- **Task requirements**:
Report all lines of the data below that hold the word "RangeInclusive".

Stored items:
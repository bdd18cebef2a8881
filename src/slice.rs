use core::{
    fmt,
    num::NonZeroUsize,
    ops::{Bound, Range, RangeFrom, RangeFull, RangeInclusive, RangeTo, RangeToInclusive},
};

/// A bounded or unbounded range over one axis, with a positive step.
#[derive(Clone, Copy, Debug, Eq, Hash, PartialEq)]
pub struct Slice {
    pub(crate) start: Bound<usize>,
    pub(crate) end: Bound<usize>,
    pub(crate) step: usize,
}

impl From<Range<usize>> for Slice {
    fn from(v: Range<usize>) -> Self {
        Self {
            start: Bound::Included(v.start),
            end: Bound::Excluded(v.end),
            step: 1,
        }
    }
}

impl From<RangeFrom<usize>> for Slice {
    fn from(v: RangeFrom<usize>) -> Self {
        Self {
            start: Bound::Included(v.start),
            end: Bound::Unbounded,
            step: 1,
        }
    }
}

impl From<RangeFull> for Slice {
    fn from(_: RangeFull) -> Self {
        Self::full()
    }
}

impl From<RangeInclusive<usize>> for Slice {
    fn from(v: RangeInclusive<usize>) -> Self {
        Self {
            start: Bound::Included(*v.start()),
            end: Bound::Included(*v.end()),
            step: 1,
        }
    }
}

impl From<RangeToInclusive<usize>> for Slice {
    fn from(v: RangeToInclusive<usize>) -> Self {
        Self {
            start: Bound::Unbounded,
            end: Bound::Included(v.end),
            step: 1,
        }
    }
}

impl From<RangeTo<usize>> for Slice {
    fn from(v: RangeTo<usize>) -> Self {
        Self {
            start: Bound::Unbounded,
            end: Bound::Excluded(v.end),
            step: 1,
        }
    }
}

/// Position and extent of a range once resolved against an axis.
#[derive(Clone, Copy, Debug, Eq, PartialEq)]
pub struct ResolvedSlice {
    pub start: usize,
    pub len: usize,
    pub step: usize,
}

impl Slice {
    pub const fn full() -> Self {
        Self {
            start: Bound::Unbounded,
            end: Bound::Unbounded,
            step: 1,
        }
    }

    pub const fn new(start: Option<usize>, end: Option<usize>, step: Option<NonZeroUsize>) -> Self {
        Self {
            start: match start {
                Some(x) => Bound::Included(x),
                None => Bound::Unbounded,
            },
            end: match end {
                Some(x) => Bound::Excluded(x),
                None => Bound::Unbounded,
            },
            step: match step {
                Some(x) => x.get(),
                None => 1,
            },
        }
    }

    pub const fn step_by(self, step: NonZeroUsize) -> Self {
        Self {
            step: step.get(),
            ..self
        }
    }

    pub fn step(&self) -> usize {
        self.step
    }

    pub fn is_full(&self) -> bool {
        self.start == Bound::Unbounded && self.end == Bound::Unbounded && self.step == 1
    }

    fn end_with_dim(&self, dim: usize) -> usize {
        match self.end {
            Bound::Excluded(x) => x.min(dim),
            Bound::Included(x) => x.saturating_add(1).min(dim),
            Bound::Unbounded => dim,
        }
    }

    pub(crate) fn start_with_dim(&self, dim: usize) -> usize {
        match self.start {
            Bound::Excluded(x) => x.saturating_add(1).min(dim),
            Bound::Included(x) => x.min(dim),
            Bound::Unbounded => 0,
        }
    }

    pub(crate) fn len_with_dim(&self, dim: usize) -> usize {
        let start = self.start_with_dim(dim);
        let end = self.end_with_dim(dim);
        if start >= end {
            0
        } else {
            (end - start).div_ceil(self.step)
        }
    }

    /// Resolves the range against an axis of extent `dim`. An empty range
    /// starts at `0` so the data pointer is left where it was.
    pub fn resolve(&self, dim: usize) -> ResolvedSlice {
        let len = self.len_with_dim(dim);
        let start = if len == 0 { 0 } else { self.start_with_dim(dim) };
        ResolvedSlice {
            start,
            len,
            step: self.step,
        }
    }
}

impl fmt::Display for Slice {
    fn fmt(&self, f: &mut fmt::Formatter<'_>) -> fmt::Result {
        match self.start {
            Bound::Included(x) => write!(f, "{x}")?,
            Bound::Excluded(x) => write!(f, "{}", x + 1)?,
            Bound::Unbounded => {}
        }
        match self.end {
            Bound::Included(x) => write!(f, "..={x}")?,
            Bound::Excluded(x) => write!(f, "..{x}")?,
            Bound::Unbounded => write!(f, "..")?,
        }
        if self.step != 1 {
            write!(f, ";{}", self.step)?;
        }
        Ok(())
    }
}

#[cfg(test)]
mod tests {
    use core::{num::NonZeroUsize, ops::Bound};

    use super::{ResolvedSlice, Slice};

    fn step(n: usize) -> NonZeroUsize {
        NonZeroUsize::new(n).unwrap()
    }

    #[test]
    fn new() {
        let s = Slice::from(2..5);

        assert_eq!(s.start, Bound::Included(2));
        assert_eq!(s.end, Bound::Excluded(5));
        assert_eq!(s.step, 1);

        let s = Slice::from(2..5).step_by(step(2));

        assert_eq!(s.step, 2);
        assert_eq!(Slice::new(Some(2), Some(5), Some(step(2))), s);
        assert_eq!(Slice::new(None, None, None), Slice::from(..));
        assert!(Slice::from(..).is_full());
    }

    #[test]
    fn len_with_range_from() {
        assert_eq!(Slice::from(0..).len_with_dim(10), 10);
        assert_eq!(Slice::from(5..).len_with_dim(10), 5);
        assert_eq!(Slice::from(10..).len_with_dim(10), 0);
        assert_eq!(Slice::from(11..).len_with_dim(10), 0);
        assert_eq!(Slice::from(1..).step_by(step(3)).len_with_dim(10), 3);
    }

    #[test]
    fn len_with_range() {
        assert_eq!(Slice::from(5..12).len_with_dim(10), 5);
        assert_eq!(Slice::from(0..5).len_with_dim(10), 5);
        assert_eq!(Slice::from(5..2).len_with_dim(10), 0);
        assert_eq!(Slice::from(2..10).step_by(step(3)).len_with_dim(10), 3);
        assert_eq!(Slice::from(2..9).step_by(step(3)).len_with_dim(10), 3);
        assert_eq!(Slice::from(2..8).step_by(step(3)).len_with_dim(10), 2);
    }

    #[test]
    fn len_with_range_full() {
        assert_eq!(Slice::from(..).len_with_dim(10), 10);
        assert_eq!(Slice::from(..).step_by(step(2)).len_with_dim(10), 5);
        assert_eq!(Slice::from(..).step_by(step(3)).len_with_dim(10), 4);
        assert_eq!(Slice::from(..).len_with_dim(0), 0);
    }

    #[test]
    fn len_with_range_to() {
        assert_eq!(Slice::from(..0).len_with_dim(10), 0);
        assert_eq!(Slice::from(..5).len_with_dim(10), 5);
        assert_eq!(Slice::from(..11).len_with_dim(10), 10);
        assert_eq!(Slice::from(..10).step_by(step(3)).len_with_dim(10), 4);
    }

    #[test]
    fn len_with_inclusive_ranges() {
        assert_eq!(Slice::from(..=0).len_with_dim(10), 1);
        assert_eq!(Slice::from(..=5).len_with_dim(10), 6);
        assert_eq!(Slice::from(..=10).len_with_dim(10), 10);
        assert_eq!(Slice::from(2..=3).len_with_dim(10), 2);
        assert_eq!(Slice::from(..=9).step_by(step(3)).len_with_dim(10), 4);
        assert_eq!(Slice::from(..=usize::MAX).len_with_dim(10), 10);
    }

    #[test]
    fn resolve_against_dim() {
        assert_eq!(
            Slice::from(3..).step_by(step(2)).resolve(10),
            ResolvedSlice {
                start: 3,
                len: 4,
                step: 2
            }
        );
        assert_eq!(
            Slice::from(7..3).resolve(10),
            ResolvedSlice {
                start: 0,
                len: 0,
                step: 1
            }
        );
    }

    #[test]
    fn display() {
        assert_eq!(Slice::from(..).to_string(), "..");
        assert_eq!(Slice::from(1..4).to_string(), "1..4");
        assert_eq!(Slice::from(..=4).step_by(step(2)).to_string(), "..=4;2");
    }
}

- **Written solution**:
    ops::{Bound, Range, RangeFrom, RangeFull, RangeInclusive, RangeTo, RangeToInclusive},
impl From<RangeInclusive<usize>> for Slice {
    fn from(v: RangeInclusive<usize>) -> Self {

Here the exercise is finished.